Stations of the Cross

  •   Friday March 30, 2018 from 1:00 pm - 2:00 pm

Join us during Holy Week for this ancient devotional service, where we walk with Christ through the Biblical story of the last hours of his life and his death. Children are welcome to attend.

We will gather at the Hill Elementary (724 Pennsylvania Ave., Aurora) field for this outdoor service at 12:00pm.

Preview the service order here.

About Stations of the Cross

The earliest followers of Jesus recounted the story of his passion, death, and resurrection. When the emperor Constantine made Christianity legal in AD 313, pilgrims flocked to the Holy Land to visit the homeland of Jesus. In particular they wanted to see Jerusalem and visit the places that were part of Holy Week. Egeria, a woman from Gaul who traveled to the Holy Land in the fourth century, recalls in her diary how she joined Christians from all parts of the Roman world on Holy Thursday in their walk westward from the Garden of Gethsemane to the church of the Holy Sepulcher, where they celebrated Jesus’ death and resurrection.

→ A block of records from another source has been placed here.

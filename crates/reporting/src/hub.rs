//! Hub: a client plus a stack of scopes.
//!
//! A hub is an explicit handle. Code that reports passes it around (usually as
//! `Arc<Hub>`) instead of reaching for ambient global state, so several
//! independently configured hubs can live in one process.
//!
//! The scope stack belongs to one logical thread of work. Concurrent work
//! pushes its scopes on a hub of its own, forked with [`Hub::new_from_top`].

use std::sync::{Arc, Mutex, MutexGuard, PoisonError, RwLock};
use std::time::Duration;

use tracing::{debug, warn};
use uuid::Uuid;

use jobwatch_core::ExcInfo;

use crate::client::Client;
use crate::event::{Breadcrumb, Event, Hint, Level};
use crate::exception::event_from_exception;
use crate::integration::Integration;
use crate::scope::Scope;

pub struct Hub {
    client: RwLock<Option<Arc<Client>>>,
    stack: Mutex<Vec<Scope>>,
    last_event_id: Mutex<Option<Uuid>>,
}

impl Hub {
    pub fn new(client: Option<Arc<Client>>, scope: Scope) -> Self {
        let mut scope = scope;
        if let Some(client) = &client {
            scope.set_max_breadcrumbs(client.options().max_breadcrumbs);
        }
        Self {
            client: RwLock::new(client),
            stack: Mutex::new(vec![scope]),
            last_event_id: Mutex::new(None),
        }
    }

    /// Hub with the given client and an empty root scope.
    pub fn with_client(client: Arc<Client>) -> Self {
        Self::new(Some(client), Scope::new())
    }

    /// Hub sharing `other`'s client, seeded with a copy of its current scope.
    pub fn new_from_top(other: &Hub) -> Self {
        let scope = other.stack().last().cloned().unwrap_or_default();
        Self::new(other.client(), scope)
    }

    pub fn client(&self) -> Option<Arc<Client>> {
        self.client
            .read()
            .unwrap_or_else(PoisonError::into_inner)
            .clone()
    }

    /// Replace (or remove) the bound client. A new client's breadcrumb limit
    /// applies to every scope on the stack.
    pub fn bind_client(&self, client: Option<Arc<Client>>) {
        if let Some(client) = &client {
            let max = client.options().max_breadcrumbs;
            for scope in self.stack().iter_mut() {
                scope.set_max_breadcrumbs(max);
            }
        }
        *self.client.write().unwrap_or_else(PoisonError::into_inner) = client;
    }

    /// The integration of type `I`, if the bound client has it registered.
    pub fn get_integration<I: Integration>(&self) -> Option<Arc<I>> {
        self.client()?.get_integration::<I>()
    }

    /// Push a copy of the current scope. The returned guard pops it (and
    /// anything pushed after it) when dropped.
    pub fn push_scope(&self) -> ScopeGuard<'_> {
        let mut stack = self.stack();
        let top = stack.last().cloned().unwrap_or_default();
        let depth = stack.len();
        stack.push(top);
        ScopeGuard { hub: self, depth }
    }

    /// Run `body` inside a fresh scope prepared by `configure`.
    pub fn with_scope<C, F, R>(&self, configure: C, body: F) -> R
    where
        C: FnOnce(&mut Scope),
        F: FnOnce() -> R,
    {
        let _guard = self.push_scope();
        self.configure_scope(configure);
        body()
    }

    /// Mutate the current scope.
    pub fn configure_scope<F, R>(&self, f: F) -> R
    where
        F: FnOnce(&mut Scope) -> R,
    {
        let mut stack = self.stack();
        if stack.is_empty() {
            stack.push(Scope::new());
        }
        let top = stack.len() - 1;
        f(&mut stack[top])
    }

    /// Number of scopes on the stack (1 when no scope is pushed).
    pub fn scope_depth(&self) -> usize {
        self.stack().len()
    }

    /// Snapshot of the current scope.
    pub fn current_scope(&self) -> Scope {
        self.stack().last().cloned().unwrap_or_default()
    }

    pub fn add_breadcrumb(&self, breadcrumb: Breadcrumb) {
        if self.client().is_none() {
            return;
        }
        self.configure_scope(|scope| scope.add_breadcrumb(breadcrumb));
    }

    /// Capture an event through the bound client and current scope.
    ///
    /// The scope is copied out before processors run so that processors may
    /// use the hub themselves.
    pub fn capture_event(&self, event: Event, hint: &Hint) -> Option<Uuid> {
        let client = self.client()?;
        let scope = self.current_scope();
        let id = client.capture_event(event, hint, Some(&scope));
        if let Some(id) = id {
            debug!(event_id = %id, scope = scope.name().unwrap_or("-"), "event captured");
            *self
                .last_event_id
                .lock()
                .unwrap_or_else(PoisonError::into_inner) = Some(id);
        }
        id
    }

    /// Capture an error with no particular mechanism.
    pub fn capture_error(&self, exc_info: &ExcInfo) -> Option<Uuid> {
        let client = self.client()?;
        let (event, hint) = event_from_exception(exc_info, client.options(), None);
        self.capture_event(event, &hint)
    }

    pub fn capture_message(&self, message: impl Into<String>, level: Level) -> Option<Uuid> {
        self.capture_event(Event::message(level, message), &Hint::default())
    }

    pub fn last_event_id(&self) -> Option<Uuid> {
        *self
            .last_event_id
            .lock()
            .unwrap_or_else(PoisonError::into_inner)
    }

    /// Flush the bound client. `true` when there is nothing left to deliver.
    pub fn flush(&self, timeout: Option<Duration>) -> bool {
        match self.client() {
            Some(client) => client.flush(timeout),
            None => true,
        }
    }

    // A panic inside `configure_scope` poisons the lock; the stack itself is
    // still consistent, so keep using it.
    fn stack(&self) -> MutexGuard<'_, Vec<Scope>> {
        self.stack.lock().unwrap_or_else(PoisonError::into_inner)
    }
}

impl Default for Hub {
    fn default() -> Self {
        Self::new(None, Scope::new())
    }
}

impl std::fmt::Debug for Hub {
    fn fmt(&self, f: &mut std::fmt::Formatter<'_>) -> std::fmt::Result {
        f.debug_struct("Hub")
            .field("bound", &self.client().is_some())
            .field("depth", &self.scope_depth())
            .finish()
    }
}

/// Restores the hub's scope stack when dropped, including during unwinding.
#[must_use = "the scope is popped as soon as the guard is dropped"]
pub struct ScopeGuard<'a> {
    hub: &'a Hub,
    depth: usize,
}

impl Drop for ScopeGuard<'_> {
    fn drop(&mut self) {
        let mut stack = self.hub.stack();
        if stack.len() <= self.depth {
            warn!(depth = self.depth, len = stack.len(), "scope already popped");
            return;
        }
        if stack.len() > self.depth + 1 {
            warn!(depth = self.depth, len = stack.len(), "popping leaked inner scopes");
        }
        stack.truncate(self.depth);
    }
}

#[cfg(test)]
mod tests {
    use super::*;
    use crate::options::ClientOptions;
    use crate::transport::InMemoryTransport;
    use jobwatch_core::JobError;
    use proptest::prelude::*;

    fn hub() -> (Hub, Arc<InMemoryTransport>) {
        let transport = InMemoryTransport::arc();
        let client = Arc::new(Client::new(ClientOptions::default(), transport.clone()));
        (Hub::with_client(client), transport)
    }

    #[test]
    fn pushed_scope_inherits_and_is_discarded() {
        let (hub, transport) = hub();
        hub.configure_scope(|s| s.set_tag("outer", "1"));

        {
            let _guard = hub.push_scope();
            hub.configure_scope(|s| s.set_tag("inner", "1"));
            hub.capture_message("inside", Level::Info);
        }
        hub.capture_message("outside", Level::Info);

        let events = transport.events();
        assert_eq!(events[0].tags.len(), 2);
        assert_eq!(events[1].tags.len(), 1);
        assert_eq!(hub.scope_depth(), 1);
    }

    #[test]
    fn guard_restores_stack_on_panic() {
        let (hub, _) = hub();
        let result = std::panic::catch_unwind(std::panic::AssertUnwindSafe(|| {
            let _guard = hub.push_scope();
            hub.configure_scope(|s| s.set_name("doomed"));
            panic!("job blew up");
        }));

        assert!(result.is_err());
        assert_eq!(hub.scope_depth(), 1);
        assert_eq!(hub.current_scope().name(), None);
    }

    #[test]
    fn outer_guard_pops_leaked_inner_scopes() {
        let (hub, _) = hub();
        let outer = hub.push_scope();
        std::mem::forget(hub.push_scope());
        assert_eq!(hub.scope_depth(), 3);
        drop(outer);
        assert_eq!(hub.scope_depth(), 1);
    }

    #[test]
    fn no_client_means_no_capture() {
        let hub = Hub::default();
        assert!(hub.capture_message("nobody listens", Level::Error).is_none());
        hub.add_breadcrumb(Breadcrumb::new("test", "ignored"));
        assert_eq!(hub.current_scope().breadcrumbs().count(), 0);
        assert!(hub.flush(None));
    }

    #[test]
    fn bind_client_applies_breadcrumb_limit() {
        let hub = Hub::default();
        hub.bind_client(Some(Arc::new(Client::new(
            ClientOptions::default().with_max_breadcrumbs(2),
            InMemoryTransport::new(),
        ))));
        let _guard = hub.push_scope();

        for i in 0..3 {
            hub.add_breadcrumb(Breadcrumb::new("test", format!("crumb {i}")));
        }
        assert_eq!(hub.current_scope().breadcrumbs().count(), 2);

        hub.bind_client(None);
        assert!(hub.client().is_none());
        assert!(hub.capture_message("unbound", Level::Info).is_none());
    }

    #[test]
    fn capture_error_records_last_event_id() {
        let (hub, transport) = hub();
        let id = hub.capture_error(&ExcInfo::new(JobError::failed("x"))).unwrap();
        assert_eq!(hub.last_event_id(), Some(id));
        assert_eq!(transport.events()[0].exception[0].ty, "JobError");
    }

    #[test]
    fn forked_hub_is_isolated() {
        let (hub, transport) = hub();
        hub.configure_scope(|s| s.set_tag("shared", "yes"));
        let forked = Hub::new_from_top(&hub);
        forked.configure_scope(|s| s.set_tag("forked", "yes"));

        assert!(!hub.current_scope().tags().contains_key("forked"));
        forked.capture_message("from fork", Level::Info);
        assert_eq!(transport.events()[0].tags["shared"], "yes");
    }

    #[test]
    fn with_scope_applies_configuration_temporarily() {
        let (hub, transport) = hub();
        let out = hub.with_scope(
            |s| s.set_transaction(Some("batch".into())),
            || hub.capture_message("m", Level::Info),
        );
        assert!(out.is_some());
        assert_eq!(transport.events()[0].transaction.as_deref(), Some("batch"));
        assert_eq!(hub.scope_depth(), 1);
    }

    proptest! {
        #[test]
        fn nested_guards_always_restore_depth(levels in 1usize..8, tags in proptest::collection::vec("[a-z]{1,6}", 0..8)) {
            let (hub, _) = hub();
            hub.configure_scope(|s| s.set_name("marker"));
            let before = hub.current_scope();

            let mut guards = Vec::new();
            for i in 0..levels {
                guards.push(hub.push_scope());
                let tag = tags.get(i).cloned().unwrap_or_default();
                hub.configure_scope(|s| {
                    s.set_name(format!("level-{i}"));
                    s.set_tag(tag, "x");
                });
            }
            while let Some(guard) = guards.pop() {
                drop(guard);
            }

            let after = hub.current_scope();
            prop_assert_eq!(hub.scope_depth(), 1);
            prop_assert_eq!(after.name(), before.name());
            prop_assert_eq!(after.tags(), before.tags());
        }
    }
}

Over the years, the route of pilgrim processions—beginning at the ruins of the Fortress Antonia and ending at the church of the Holy Sepulcher—was accepted as the way that Jesus went to his death. It came to be known as the “Sorrowful Way” (Via Dolorosa in Latin). The pilgrims marked the last moments of Jesus’ life on Good Friday by prayerfully stopping at all the sites associated with Jesus’ suffering and death. When they returned home, these pilgrims shared with others the powerful experience of walking the way of the cross in Jerusalem.

The Stations of the Cross, as we know them today, came about in the twelfth century, when it was no longer easy or even possible to visit the holy sites, now under Muslim rule. Saint Francis and his followers encouraged Christians all over Europe to walk the way of the cross with Jesus by creating in their own villages “replicas” of the Via Dolorosa. These early Stations of the Cross had anywhere from five to thirty small places of worship along an outdoor path; eventually, they became the standard set of 14 stations that we know today.